My turn is coming and I want to say, You’re lucky. I envy all of you that were forced by your parents, or manipulated by your pimply-faced boyfriends. Be thankful you have someone to blame. It’s a thousand times easier to live your life hating your mother than hating yourself…
But I can’t say that. I’m not that void of compassion. At least outwardly.
The woman next to me has grown quiet, and I am suddenly blinded by the spotlight that is warming my face. The anonymity among us lends me courage. Looking around the circle at no one in particular, I begin to move my lips as a faith offering to the syllables that I hope will emerge.
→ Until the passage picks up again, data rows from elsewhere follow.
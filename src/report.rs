use std::fmt::Write;

use crate::metrics::{Delta, Direction, MeasurementField, ProgressTier, RemainingWeight};
use crate::models::GoalStatus;
use crate::portal::Dashboard;

const DELTA_FIELDS: [MeasurementField; 6] = [
    MeasurementField::Weight,
    MeasurementField::BodyFat,
    MeasurementField::Muscle,
    MeasurementField::Water,
    MeasurementField::Waist,
    MeasurementField::Hip,
];

fn describe_delta(delta: Delta, field: MeasurementField) -> String {
    match delta {
        Delta::Unavailable => "-".to_string(),
        Delta::Change {
            direction: Direction::Unchanged,
            ..
        } => "unchanged".to_string(),
        Delta::Change {
            magnitude,
            direction,
        } => {
            let arrow = if direction == Direction::Increased { "+" } else { "-" };
            let verdict = match delta.is_favorable(field) {
                Some(true) => " (good)",
                Some(false) => " (watch)",
                None => "",
            };
            format!("{arrow}{magnitude:.1} {}{verdict}", field.unit())
        }
    }
}

fn goal_marker(status: GoalStatus) -> &'static str {
    match status {
        GoalStatus::Achieved => "[x]",
        GoalStatus::InProgress => "[~]",
        GoalStatus::Pending => "[ ]",
    }
}

pub fn build_report(dashboard: &Dashboard) -> String {
    let profile = &dashboard.profile;
    let series = &dashboard.series;
    let mut output = String::new();

    let _ = writeln!(output, "# Progress Report: {}", profile.name);
    let _ = writeln!(output, "Status: {}", profile.status.label());
    if let Some(objectives) = &profile.objectives {
        let _ = writeln!(output, "Objectives: {objectives}");
    }
    let _ = writeln!(output);
    let _ = writeln!(output, "## Weight Progress");

    match (series.latest(), dashboard.weight_progress) {
        (Some(latest), Some(percent)) => {
            let _ = writeln!(
                output,
                "- Current weight {:.1} kg on {}: {:.0}% of the way ({:?})",
                latest.weight,
                latest.date,
                percent,
                ProgressTier::from_percent(percent)
            );
            match dashboard.remaining_weight {
                RemainingWeight::Reached => {
                    let _ = writeln!(output, "- Target reached");
                }
                RemainingWeight::Remaining(kg) => {
                    let _ = writeln!(output, "- {kg:.1} kg to go");
                }
                RemainingWeight::Unavailable => {}
            }
        }
        (Some(latest), None) => {
            let _ = writeln!(
                output,
                "- Current weight {:.1} kg on {} (no target recorded)",
                latest.weight, latest.date
            );
        }
        (None, _) => {
            let _ = writeln!(output, "No measurements recorded yet.");
        }
    }

    let _ = writeln!(output);
    let _ = writeln!(output, "## Since Previous Measurement");

    if series.previous().is_none() {
        let _ = writeln!(output, "Not enough measurements to compare.");
    } else {
        for field in DELTA_FIELDS {
            let delta = series.field_delta(field);
            if delta.is_unavailable() {
                continue;
            }
            let _ = writeln!(output, "- {}: {}", field.label(), describe_delta(delta, field));
        }
    }

    let _ = writeln!(output);
    let _ = writeln!(output, "## Goals ({:.0}% achieved)", dashboard.goal_progress);

    if dashboard.goals.is_empty() {
        let _ = writeln!(output, "No goals set.");
    } else {
        for goal in &dashboard.goals {
            let _ = write!(output, "- {} {}", goal_marker(goal.status), goal.description);
            if let Some(target_date) = goal.target_date {
                let _ = write!(output, " by {target_date}");
            }
            let _ = writeln!(output);
        }
    }

    let _ = writeln!(output);
    let _ = writeln!(output, "## Recent Measurements");

    if series.is_empty() {
        let _ = writeln!(output, "No measurements recorded yet.");
    } else {
        for snapshot in series.latest_first.iter().take(5) {
            let _ = write!(output, "- {}: {:.1} kg", snapshot.date, snapshot.weight);
            if let Some(body_fat) = snapshot.body_fat {
                let _ = write!(output, ", body fat {body_fat:.1}%");
            }
            if let Some(waist) = snapshot.waist {
                let _ = write!(output, ", waist {waist:.1} cm");
            }
            let _ = writeln!(output);
        }
    }

    output
}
“When I was twelve I remember telling my best friend that I could never imagine killing a child conceived out of love. Six years later she drove me downtown to do just that.”
I take a sip of tepid tea to wash away the sand, “I wasn’t a believer, but I knew that it was against God. I was not forced, simply a coward. The baby’s father begged for me to keep it. Every day till the last.” They don’t know how hard it is to look at that same man, now my husband, knowing that I probably killed the only baby we would ever conceive.
“I’ve accepted God’s forgiveness…but forgiving myself comes in waves, ya know? Some people say it’s a slap in God’s face to not forgive yourself after He has forgiven you. Maybe they’re right. It’s not as easy as just wishing it so.”
A counselor speaks, “Nothing is too big for God.”
Platitudes. I nod in subdued agreement.
“And you will see your precious baby again in Heaven.”
I want to say, Really? How do you know that? Show me where the Bible says that. I was not a believer then. How are you surer than I that she is a child of the covenant? I’ve begged for a revelation…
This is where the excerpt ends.